False Messiahs and Broken Dreams
A couple of years ago, I watched a great movie version of Leo Tolstoy’s classic novel, “War and Peace”. In this novel, Tolstoy chronicled the story of Napoleon’s war against Russia. At the end of the movie, there is a powerful and haunting panoramic shot of French soldiers either lying dead or half-dead in the Russian winter. At the end of these scenes, the camera zeroed in on Napoleon.
The message was loud and clear………It was this puny 5 foot, 4 inch man who, in his Gargantuan pride and ambition, was the primary cause of this great destruction.
When he was leading France, many Frenchmen looked to Napoleon as a messianic figure. The fruit of his messiah-ship was bitter indeed. Many looked to him to bring in a kingdom of glory and prosperity for France. Instead, he brought death and disillusionment.
The movie “War and Peace” also chronicled the lives of different aristocrat families in Tsarist Russia under the Romanov dynasty. There were some examples of great courage and integrity among some of these characters. But there were also depictions of several characters who lived debauched lives of repeated marital infidelity and drunken orgies.
The Romanov dynasty in Russia was becoming decayed at its roots. It set the stage for Marxist/communist ideology to find reception in the hearts of many Russian peasants and laborers at the end of the 19th century and the beginning of the 20th century.
Communism again ended up giving a false hope, a vision of utopia that ended up killing millions of Russians at the hands of another false messiah, Josef Stalin.
False messiahs and false utopian hopes litter the landscape of human history.
Why are false messiahs and false messianic claims so appealing to us human beings? I believe that the major reason is that they promise utopian blessings without suffering. We want easy answers and easy solutions.
When things don’t go right in our relationships, for example, we want to blame somebody. And that somebody is usually not us. We like to point the finger and say “He’s the problem” or “She’s the problem”. The problem is out there.
True Messiahs and Real Dreams
We don’t like to take a hard and painful look at ourselves. Jesus calls this “taking the speck out of our brother’s eye without realizing there is a log in our own eye” (Mathew 7:3-5). Psychologists call this condition described by Jesus as transference.
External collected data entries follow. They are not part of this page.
//! Two-phase commit participants

use super::context::Txn;
use crate::updates::UpdateCmd;
use crate::wal::WalIndex;
use crate::Result;

/// A unit of transactional state change
///
/// Entries are driven by `TxnManager::commit` in this order:
/// `prepare_commit` (commit timestamp assigned) → `make_command` (logged) →
/// `apply_commit(index)`. On any failure the manager calls `prepare_rollback`
/// then `apply_rollback` on every entry.
pub trait TxnEntry: Send {
    fn prepare_commit(&mut self, txn: &Txn) -> Result<()>;

    fn apply_commit(&mut self, txn: &Txn, index: &WalIndex) -> Result<()>;

    fn prepare_rollback(&mut self, _txn: &Txn) -> Result<()> {
        Ok(())
    }

    fn apply_rollback(&mut self, txn: &Txn) -> Result<()>;

    /// Redo command for the WAL; `None` when nothing needs logging
    fn make_command(&self, txn: &Txn, id: u32) -> Result<Option<UpdateCmd>>;
}
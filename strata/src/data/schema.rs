//! Table schema

use std::sync::Arc;

use arrow::datatypes::{Schema as ArrowSchema, SchemaRef};
use arrow::record_batch::RecordBatch;
use serde::{Deserialize, Serialize};

use super::{ColumnDef, DataType};
use crate::{Result, StrataError};

/// Table schema: ordered columns plus the primary-key column
#[derive(Debug, Clone, PartialEq, Serialize, Deserialize)]
pub struct Schema {
    pub name: String,
    pub columns: Vec<ColumnDef>,
    /// Index of the primary-key column
    pub primary_key: u16,
}

impl Schema {
    pub fn new(name: impl Into<String>) -> Self {
        Self {
            name: name.into(),
            columns: Vec::new(),
            primary_key: 0,
        }
    }

    /// Append a column; its index is its position
    pub fn column(mut self, name: impl Into<String>, data_type: DataType) -> Self {
        let idx = self.columns.len() as u16;
        self.columns.push(ColumnDef::new(idx, name, data_type));
        self
    }

    /// Mark the named column as primary key
    pub fn primary_key(mut self, name: &str) -> Result<Self> {
        let idx = self
            .column_index(name)
            .ok_or_else(|| StrataError::NotFound(format!("column {}", name)))?;
        self.primary_key = idx;
        self.columns[idx as usize].nullable = false;
        Ok(self)
    }

    pub fn column_index(&self, name: &str) -> Option<u16> {
        self.columns.iter().position(|c| c.name == name).map(|i| i as u16)
    }

    pub fn num_columns(&self) -> usize {
        self.columns.len()
    }

    pub fn pk_column(&self) -> &ColumnDef {
        &self.columns[self.primary_key as usize]
    }

    pub fn data_type(&self, col: u16) -> Result<DataType> {
        self.columns
            .get(col as usize)
            .map(|c| c.data_type)
            .ok_or_else(|| StrataError::NotFound(format!("column index {}", col)))
    }

    pub fn arrow_schema(&self) -> SchemaRef {
        Arc::new(ArrowSchema::new(
            self.columns.iter().map(|c| c.to_arrow_field()).collect::<Vec<_>>(),
        ))
    }

    /// Approximate resident size of a block holding `rows` rows
    pub fn estimated_block_bytes(&self, rows: u32) -> u64 {
        let width: u64 = self.columns.iter().map(|c| c.data_type.estimated_width()).sum();
        width.max(1) * rows as u64
    }

    /// Check a batch has this schema's column types in order
    pub fn check_batch(&self, batch: &RecordBatch) -> Result<()> {
        if batch.num_columns() != self.columns.len() {
            return Err(StrataError::InvalidState(format!(
                "batch has {} columns, table {} has {}",
                batch.num_columns(),
                self.name,
                self.columns.len()
            )));
        }
        for (col, def) in batch.columns().iter().zip(&self.columns) {
            if col.data_type() != &def.data_type.to_arrow() {
                return Err(StrataError::InvalidState(format!(
                    "column {} expects {:?}, batch has {:?}",
                    def.name,
                    def.data_type,
                    col.data_type()
                )));
            }
        }
        Ok(())
    }
}

#[cfg(test)]
mod tests {
    use super::*;
    use crate::data::build_array;
    use crate::Value;

    #[test]
    fn test_schema_builder() {
        let schema = Schema::new("users")
            .column("id", DataType::Int64)
            .column("name", DataType::String)
            .primary_key("id")
            .unwrap();
        assert_eq!(schema.num_columns(), 2);
        assert_eq!(schema.pk_column().name, "id");
        assert!(!schema.pk_column().nullable);
        assert_eq!(schema.column_index("name"), Some(1));
        assert_eq!(schema.estimated_block_bytes(10), 320);
        assert!(Schema::new("t").primary_key("nope").is_err());
    }

    #[test]
    fn test_check_batch() {
        let schema = Schema::new("t").column("id", DataType::Int32).primary_key("id").unwrap();
        let ids = build_array(DataType::Int32, [Value::Int32(1)].iter()).unwrap();
        let batch = RecordBatch::try_new(schema.arrow_schema(), vec![ids]).unwrap();
        assert!(schema.check_batch(&batch).is_ok());

        let other = Schema::new("t").column("id", DataType::Int64);
        assert!(other.check_batch(&batch).is_err());
    }
}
Even Jesus’ own disciples at first wanted easy answers to the vexing problems of Jewish society in the early first century. In Mathew 16, Peter correctly confessed Jesus as the Christ, the Son of the living God (v. 16). Jesus blessed Peter and said that this was revealed to him by God. In other words, it was a Spirit-inspired utterance by Peter.
But then Jesus immediately began to speak about His upcoming arrest and sufferings on the cross. Peter responds: “Never, Lord! This shall never happen to you!” (v. 22). Jesus then turned to Peter and says “Get behind me, Satan! You are a stumbling block to me; you do not have in mind the things of God, but the things of men” (v. 23).
One minute, Peter is a mouthpiece for God. The very next minute, or so it seems, he’s a mouthpiece for Satan. He had the confession right, but not the commitment. Peter wanted to reign with Jesus on a throne, he didn’t want to die on a cross with Jesus.
Eventually, Peter did come to fully understand the mission of Christ and how Jesus defeated all the powers of darkness, including human and demonic evil and death, through His life, death and resurrection.
And eventually, Peter did follow in the footsteps of the true Lord and Messiah……….Church tradition says that Peter was crucified upside down. He didn’t think he was worthy to be crucified upright like his Lord was, so he insisted that the Roman authorities crucify him upside down.
True messiahs don’t promise easy solutions to the real problems we face in our lives. This is one thing we learn from Jesus and from the repeated failures of false messiahs in human history.
American Politics and False Hope
There is an election process that is in full swing in the United States. Americans face real problems in the area of immigration and in helping massive numbers of Iraqi and Syrian refugees find a home, not to mention out-of-control gun violence in their own country. On one hand, it’s not surprising to see the support Donald Trump has garnered. But on the other hand, it is deeply disappointing, especially when you consider the number of Christians who support him.
He has all the characteristics of a false messiah giving false hope. According to Trump, the immigration problem is easily solved: just build a wall on the southern border of the United States. The refugee crisis is just as easily solved: ban all Muslims from entering the United States. Problems solved! And Americans don’t even have to suffer or sacrifice anything. How many times do we have to experience disillusionment and further brokenness before we realize that leaders like Trump just make things worse.
It is interesting how the pendulum swings in politics. Far-left wing governments are many times replaced by far-right governments and vice versa. I just hope that when Americans vote for the next President of their great country that they would heed the wisdom distilled from past history.
QOTD: Are leaders like Donald Trump capable of bringing shalom to the people they govern?